Stored data entries:
--*--
//! MediaPipe hand landmarker behind a subprocess bridge.
//!
//! The bridge prints `READY` once the model is loaded. Each request is a
//! little-endian header (width, height, channels as u32, timestamp_ms as u64)
//! followed by raw RGB bytes; each reply is a single JSON line.

use std::path::Path;
use std::process::Stdio;
use std::time::Duration;

use serde::Deserialize;
use tokio::io::{AsyncBufReadExt, AsyncWriteExt, BufReader};
use tokio::process::{Child, ChildStdin, ChildStdout, Command};
use tracing::{debug, info, instrument, warn};

use crate::capture::{PixelFormat, VideoFrame};
use crate::detect::adapter::{HandLandmarker, LandmarkerFactory};
use crate::detect::landmarks::{index, Handedness, Landmark, LandmarkSet};
use crate::{DetectorConfig, Error, Result};

#[derive(Deserialize, Debug)]
struct LandmarkJson {
    x: f32,
    y: f32,
    #[serde(default)]
    z: f32,
}

#[derive(Deserialize, Debug)]
struct HandJson {
    handedness: String,
    score: f32,
    landmarks: Vec<LandmarkJson>,
}

#[derive(Deserialize, Debug)]
struct Reply {
    hands: Vec<HandJson>,
    #[serde(default)]
    error: Option<String>,
}

/// Spawns a [`MediaPipeBridge`] per session
#[derive(Debug, Default, Clone, Copy)]
pub struct MediaPipeFactory;

impl LandmarkerFactory for MediaPipeFactory {
    type Landmarker = MediaPipeBridge;

    async fn create(&self, config: &DetectorConfig) -> Result<MediaPipeBridge> {
        MediaPipeBridge::spawn(config).await
    }
}

/// Request header: width, height, channels (u32) and timestamp_ms (u64), LE
const HEADER_LEN: usize = 20;

pub struct MediaPipeBridge {
    _child: Child,
    stdin: ChildStdin,
    stdout: BufReader<ChildStdout>,
    min_confidence: f32,
    reply_timeout: Duration,
    /// Set after any i/o failure; the pipe may hold half a request
    broken: bool,
    line: String,
}

impl MediaPipeBridge {
    #[instrument(skip(config), fields(script = %config.script))]
    pub async fn spawn(config: &DetectorConfig) -> Result<Self> {
        if !Path::new(&config.script).exists() {
            return Err(Error::DetectorUnavailable(format!(
                "bridge script not found at {}",
                config.script
            )));
        }

        info!("Starting hand landmarker bridge...");
        let mut child = Command::new(&config.program)
            .arg(&config.script)
            .arg("--model")
            .arg(&config.model_asset_path)
            .arg("--delegate")
            .arg(&config.delegate)
            .arg("--num-hands")
            .arg(config.num_hands.to_string())
            .stdin(Stdio::piped())
            .stdout(Stdio::piped())
            .stderr(Stdio::inherit())
            .kill_on_drop(true)
            .spawn()
            .map_err(|e| Error::DetectorUnavailable(format!("{}: {e}", config.program)))?;

        let stdin = child
            .stdin
            .take()
            .ok_or_else(|| Error::DetectorUnavailable("bridge stdin unavailable".into()))?;
        let stdout = child
            .stdout
            .take()
            .ok_or_else(|| Error::DetectorUnavailable("bridge stdout unavailable".into()))?;
        let mut stdout = BufReader::new(stdout);

        // Wait for "READY" signal
        let mut ready = String::new();
        let timeout = Duration::from_millis(config.load_timeout_ms);
        match tokio::time::timeout(timeout, stdout.read_line(&mut ready)).await {
            Ok(Ok(_)) if ready.trim() == "READY" => {}
            Ok(Ok(_)) => {
                return Err(Error::DetectorUnavailable(format!(
                    "bridge did not signal ready, got: {}",
                    ready.trim()
                )))
            }
            Ok(Err(e)) => return Err(Error::DetectorUnavailable(e.to_string())),
            Err(_) => {
                return Err(Error::DetectorUnavailable(format!(
                    "model load exceeded {timeout:?}"
                )))
            }
        }

        info!("Hand landmarker bridge ready");
        Ok(Self {
            _child: child,
            stdin,
            stdout,
            min_confidence: config.min_confidence.clamp(0.0, 1.0),
            reply_timeout: Duration::from_millis(config.detect_timeout_ms),
            broken: false,
            line: String::new(),
        })
    }

    async fn round_trip(&mut self, request: &[u8]) -> std::io::Result<()> {
        self.stdin.write_all(request).await?;
        self.stdin.flush().await?;

        self.line.clear();
        if self.stdout.read_line(&mut self.line).await? == 0 {
            return Err(std::io::ErrorKind::UnexpectedEof.into());
        }
        Ok(())
    }
}

impl HandLandmarker for MediaPipeBridge {
    async fn detect(&mut self, frame: &VideoFrame, timestamp_ms: u64) -> Result<Vec<LandmarkSet>> {
        if self.broken {
            return Err(Error::DetectionFailed("bridge is out of sync".into()));
        }
        let request = encode_request(frame, timestamp_ms)?;

        let outcome = tokio::time::timeout(self.reply_timeout, self.round_trip(&request)).await;
        let failure = match outcome {
            Ok(Ok(())) => return parse_reply(&self.line, self.min_confidence, timestamp_ms),
            Ok(Err(e)) => format!("bridge i/o: {e}"),
            Err(_) => format!("no reply within {:?}", self.reply_timeout),
        };
        warn!("Hand landmarker bridge failed, disabling it: {}", failure);
        self.broken = true;
        Err(Error::DetectionFailed(failure))
    }
}

/// Header plus packed RGB rows, exactly as many bytes as the header announces
fn encode_request(frame: &VideoFrame, timestamp_ms: u64) -> Result<Vec<u8>> {
    if frame.meta.format != PixelFormat::Rgb24 {
        return Err(Error::DetectionFailed(format!(
            "frame {} is {:?}, bridge takes RGB24",
            frame.sequence(),
            frame.meta.format
        )));
    }
    let pixels = frame.packed_rgb().ok_or_else(|| {
        Error::DetectionFailed(format!(
            "frame {} has {} bytes, too few for its size",
            frame.sequence(),
            frame.data.len()
        ))
    })?;

    let (width, height) = frame.size();
    let mut request = Vec::with_capacity(HEADER_LEN + pixels.len());
    request.extend_from_slice(&width.to_le_bytes());
    request.extend_from_slice(&height.to_le_bytes());
    request.extend_from_slice(&3u32.to_le_bytes());
    request.extend_from_slice(&timestamp_ms.to_le_bytes());
    request.extend_from_slice(&pixels);
    Ok(request)
}

/// Decode one reply line, keeping every confident 21-point hand.
fn parse_reply(line: &str, min_confidence: f32, timestamp_ms: u64) -> Result<Vec<LandmarkSet>> {
    let reply: Reply = serde_json::from_str(line)
        .map_err(|e| Error::DetectionFailed(format!("bad reply {:?}: {e}", line.trim())))?;

    if let Some(error) = reply.error {
        return Err(Error::DetectionFailed(error));
    }

    let mut hands = Vec::with_capacity(reply.hands.len());
    for (hand, raw) in reply.hands.into_iter().enumerate() {
        if raw.score < min_confidence {
            continue;
        }
        if raw.landmarks.len() != index::COUNT {
            warn!("Expected {} landmarks, got {}", index::COUNT, raw.landmarks.len());
            continue;
        }

        let landmarks = raw
            .landmarks
            .iter()
            .map(|lm| Landmark {
                x: lm.x,
                y: lm.y,
                z: lm.z,
            })
            .collect::<Vec<_>>();

        debug!(
            "Hand detected: {} (confidence={:.2}), ring_pip=({:.3},{:.3})",
            raw.handedness,
            raw.score,
            landmarks[index::RING_FINGER_PIP].x,
            landmarks[index::RING_FINGER_PIP].y
        );

        hands.push(LandmarkSet {
            hand,
            handedness: Handedness::parse(&raw.handedness),
            score: raw.score,
            landmarks,
            timestamp_ms,
        });
    }
    Ok(hands)
}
--*--
• EXERCISE AIM: A complete answer lists each line of the data that holds the word "height".

• EXERCISE ANSWER:
//! little-endian header (width, height, channels as u32, timestamp_ms as u64)
/// Request header: width, height, channels (u32) and timestamp_ms (u64), LE
    let (width, height) = frame.size();
    request.extend_from_slice(&height.to_le_bytes());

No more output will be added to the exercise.